Desc: chrooting and other forms of paranoia
File: chroot.txt
Date: 19 August 2002
Auth: Russell Kroll <rkroll@exploits.org>

If paranoia is your thing, you've come to the right place.  It is
possible to run the drivers and upsd in a chrooted jail.  You just have
to create a miniature version of your system in a separate tree that has  
everything that they need.  This means things like your C library if
you dynamically linked the programs, configuration files, and so on.

This assumes you are already using the "security domains" setup as seen
in the FAQ with nutdev and nutsrv.  If you aren't, go read about that,
get it working, then come back to this document.  This is a lot easier
to do if you have the non-root startup already figured out.

Fair notice: this can be deep magic if you're not familiar with how
programs link to each other on your system.  If you've never run
ldconfig by hand or installed something from source before, this may not
be for you.

In this case I'm using /chroot/nut as the new root.

Design
------

Remember that the drivers and upsd talk to each other initially through
state files - typically in /var/state/ups.  Once they get hooked up
through that file, they use shared memory and SysV IPC to send things
around.  So, they do need to both run in the same jail filesystem.

Prepare the jail
----------------

On my Slackware based guinea pig system, here are the things that had
to be moved over to make everything happy:

	/bin/su		(but not suid root!)
	/bin/sh		(symlink to /bin/bash, as it is in the real /bin)
	/bin/bash

	/usr/local/ups			(obviously - copy what you need)

	/lib/ld-2.2.2.so		(change version numbers as needed)
	/lib/libc-2.2.2.so
	/lib/libcrypt-2.2.2.so
	/lib/libnss_compat-2.2.2.so
	/lib/libnsl-2.2.2.so
	/lib/libtermcap.so.2.0.8	(bash needs this)
	/lib/libdl-2.2.2.so

	/etc/ld.so.conf		(empty file, to make ldconfig be quiet)
	/etc/login.defs		(same as your normal one - keeps su happy)
	/etc/passwd		(just nutdev/nutsrv entries)
	/etc/group		(just the nut entry)

	/var/state/ups		(same permissions as the original one)

	/dev/console		(use cp -a for these to preserve details)
	/dev/null
	/dev/log
	/dev/ttyS1		(or whatever port you may be using)

Once all the libraries are in place, you need to run ldconfig to generate
all the symlinks for those so files.

	/sbin/ldconfig -r /chroot/nut

In the /etc/passwd and group files, just copy the entries you were using
for nutsrv and nutdev from the real system files.  Nothing else is needed.

You'll have to restart syslogd and add a switch that will make it pick
up the log entries from the programs.

	/usr/sbin/syslogd -a/chroot/nut/dev/log

Start the programs
------------------

Finally, you can start the driver:

	/usr/sbin/chroot /chroot/nut /bin/su nutdev -c \
		"/usr/local/ups/bin/newapc /dev/ttyS1"

Or, if you have switched to using the driver controller:

	/usr/sbin/chroot /chroot/nut /bin/su nutdev -c \
		"/usr/local/ups/bin/upsdrvctl start"

Then start the server:

	/usr/sbin/chroot /chroot/nut /bin/su nutsrv -c \
		"/usr/local/ups/sbin/upsd" 

If everything has been setup correctly, they should start up as before,
and the client programs like upsmon will see no difference.

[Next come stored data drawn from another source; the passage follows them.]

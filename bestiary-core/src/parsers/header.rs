//! Name/description header and type-line anchor.

use crate::error::{BestiaryError, Result};
use crate::models::{Alignment, Intelligence, MonsterType, Size, StatblockFormat};
use crate::parsers::keywords::{
    has_alignment_marker, resolve_alignment, resolve_intelligence, resolve_monster_type,
    resolve_size,
};
use crate::parsers::normalize::{DASH, title_case};
use lazy_static::lazy_static;
use regex::Regex;

/// Minimum number of non-empty lines a statblock must have.
pub const MIN_LINES: usize = 4;

lazy_static! {
    static ref AC_LINE: Regex = Regex::new(r"^(?i:AC)\s*\d").unwrap();
}

/// Decomposed `SIZE TYPE—INTELLIGENCE—ALIGNMENT` line.
#[derive(Debug, Clone, Copy, PartialEq, Eq, Default)]
pub struct TypeLine {
    pub size: Size,
    pub monster_type: MonsterType,
    pub intelligence: Intelligence,
    pub alignment: Alignment,
}

#[derive(Debug, Clone, PartialEq)]
pub struct Header {
    pub name: String,
    pub description: String,
    /// Always present in the native grammar, optional in the alternate one.
    pub type_line: Option<TypeLine>,
    /// Index of the anchor line within the normalized lines.
    pub anchor: usize,
}

/// A line with two dash separators and an alignment keyword.
pub fn is_type_line(line: &str) -> bool {
    line.matches(DASH).count() >= 2 && has_alignment_marker(line)
}

pub fn is_alternate_stats_line(line: &str) -> bool {
    AC_LINE.is_match(line)
}

/// Find the anchor line and split off the name and description above it.
pub fn locate_header(lines: &[String], format: StatblockFormat) -> Result<Header> {
    if lines.len() < MIN_LINES {
        return Err(BestiaryError::Structural { lines: lines.len() });
    }

    let is_anchor: fn(&str) -> bool = match format {
        StatblockFormat::Native => is_type_line,
        StatblockFormat::Alternate => is_alternate_stats_line,
    };

    let anchor = lines
        .iter()
        .enumerate()
        .skip(1)
        .find(|(_, line)| is_anchor(line))
        .map(|(idx, _)| idx)
        .ok_or_else(|| BestiaryError::AnchorNotFound {
            format: format.to_string(),
        })?;

    tracing::debug!("Anchor for {} statblock at line {}: {}", format, anchor, lines[anchor]);

    let name = title_case(&lines[0]);
    let between = &lines[1..anchor];

    let (type_line, description) = match format {
        StatblockFormat::Native => (Some(decompose_type_line(&lines[anchor])), between.join(" ")),
        StatblockFormat::Alternate => {
            let type_idx = between.iter().position(|line| is_type_line(line));
            let type_line = type_idx.map(|idx| decompose_type_line(&between[idx]));
            let description = between
                .iter()
                .enumerate()
                .filter(|(idx, _)| Some(*idx) != type_idx)
                .map(|(_, line)| line.as_str())
                .collect::<Vec<_>>()
                .join(" ");
            (type_line, description)
        }
    };

    Ok(Header {
        name,
        description,
        type_line,
        anchor,
    })
}

/// Split a type line on the dash glyph into size/type, intelligence and alignment.
pub fn decompose_type_line(line: &str) -> TypeLine {
    let parts: Vec<&str> = line.splitn(3, DASH).map(str::trim).collect();
    let kind = parts.first().copied().unwrap_or_default();

    let intelligence = parts
        .get(1)
        .and_then(|part| resolve_intelligence(part))
        .unwrap_or_default();
    let alignment = match parts.get(2) {
        Some(part) => resolve_alignment(part),
        None => resolve_alignment(line),
    };

    TypeLine {
        size: resolve_size(kind).unwrap_or_default(),
        monster_type: resolve_monster_type(kind).unwrap_or_default(),
        intelligence,
        alignment,
    }
}

#[cfg(test)]
mod tests {
    use super::*;
    use crate::parsers::normalize::normalize;

    #[test]
    fn test_structural_error_below_four_lines() {
        let lines = normalize("Goblin\nA fairy.\nSMALL FAIRY—SENTIENT—CHAOTIC");
        for format in [StatblockFormat::Native, StatblockFormat::Alternate] {
            let err = locate_header(&lines, format).unwrap_err();
            assert!(matches!(err, BestiaryError::Structural { lines: 3 }));
        }
    }

    #[test]
    fn test_native_anchor_and_description() {
        let lines = normalize(
            "GOBLIN KING\nA fat, cruel fairy.\nRules the warren.\nSMALL FAIRY—SENTIENT—CHAOTIC\nLevel 3 AC 13",
        );
        let header = locate_header(&lines, StatblockFormat::Native).unwrap();
        assert_eq!(header.name, "Goblin King");
        assert_eq!(header.description, "A fat, cruel fairy. Rules the warren.");
        assert_eq!(header.anchor, 3);

        let type_line = header.type_line.unwrap();
        assert_eq!(type_line.size, Size::Small);
        assert_eq!(type_line.monster_type, MonsterType::Fairy);
        assert_eq!(type_line.intelligence, Intelligence::Sentient);
        assert_eq!(type_line.alignment, Alignment::Chaotic);
    }

    #[test]
    fn test_native_anchor_missing() {
        let lines = normalize("Goblin\nA fairy.\nLevel 1 AC 12\nSpeed 40");
        let err = locate_header(&lines, StatblockFormat::Native).unwrap_err();
        assert!(matches!(err, BestiaryError::AnchorNotFound { .. }));
    }

    #[test]
    fn test_alternate_anchor_with_optional_type_line() {
        let lines = normalize(
            "Troll\nHUGE MONSTROSITY — SEMI-INTELLIGENT — CHAOTIC\nRegenerating brutes.\nAC 4 [15], HD 6+3 (30hp)",
        );
        let header = locate_header(&lines, StatblockFormat::Alternate).unwrap();
        assert_eq!(header.anchor, 3);
        assert_eq!(header.description, "Regenerating brutes.");
        let type_line = header.type_line.unwrap();
        assert_eq!(type_line.size, Size::Large);
        assert_eq!(type_line.intelligence, Intelligence::SemiIntelligent);
    }

    #[test]
    fn test_alternate_anchor_missing() {
        let lines = normalize("Troll\nBrutes.\nHD 6+3\nMV 120'");
        let err = locate_header(&lines, StatblockFormat::Alternate).unwrap_err();
        assert!(matches!(err, BestiaryError::AnchorNotFound { .. }));
    }

    #[test]
    fn test_special_alignment_phrases() {
        let type_line = decompose_type_line("MEDIUM MORTAL—SENTIENT—ANY ALIGNMENT");
        assert_eq!(type_line.alignment, Alignment::Neutral);
        assert_eq!(type_line.monster_type, MonsterType::Mortal);
        assert!(is_type_line("MEDIUM MORTAL—GENIUS—ALIGNMENT BY INDIVIDUAL"));
    }

    #[test]
    fn test_type_line_defaults() {
        let type_line = decompose_type_line("ODD—THING—LAWFUL");
        assert_eq!(type_line.size, Size::Medium);
        assert_eq!(type_line.monster_type, MonsterType::Mortal);
        assert_eq!(type_line.intelligence, Intelligence::Animal);
        assert_eq!(type_line.alignment, Alignment::Lawful);
    }
}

Obviously this is expected to be quite a bit different on other systems,
but the principle is the same.  Clone what you need as far as libraries
and support files go, and leave the rest behind.  I recommend using tools
like strace where available to figure out other things that may be
needed.  su didn't work until all those glibc support files were copied
in, for example.  It would just say "Sorry.", which is not a great help.

Be sure you change your startup scripts to use the new chroot-based
init methods once you're satisfied with the operation of the programs
in this environment.

If everything has been done correctly, you'll have a clean environment
where the programs never have root.  So, if they happen to be compromised
somehow, the attacker is confined to the chroot jail.

upsmon
======

Note that upsmon must start with full root privileges since it has to
signal init to switch runlevels and shut down.  Recent developments have
minimized the use of root, however.  upsmon by default now drops root
powers in the main process shortly after reading the config file.

During normal operations, there are two upsmons running.  One is a
privileged parent which does nothing but block in read() reading for a
signal from the unprivileged child which does all the monitoring work.  If
the parent gets the proper result from the child, then it calls the
SHUTDOWNCMD.  Any other character results in it shutting down with an
error.

This design of a split parent/child with a limited communications channel
was inspired by the authentication techniques in Solar Designer's popa3d.

chrooting upsmon has not yet been attempted, but it should work if you can
tell your init to start the shutdown from inside the jail.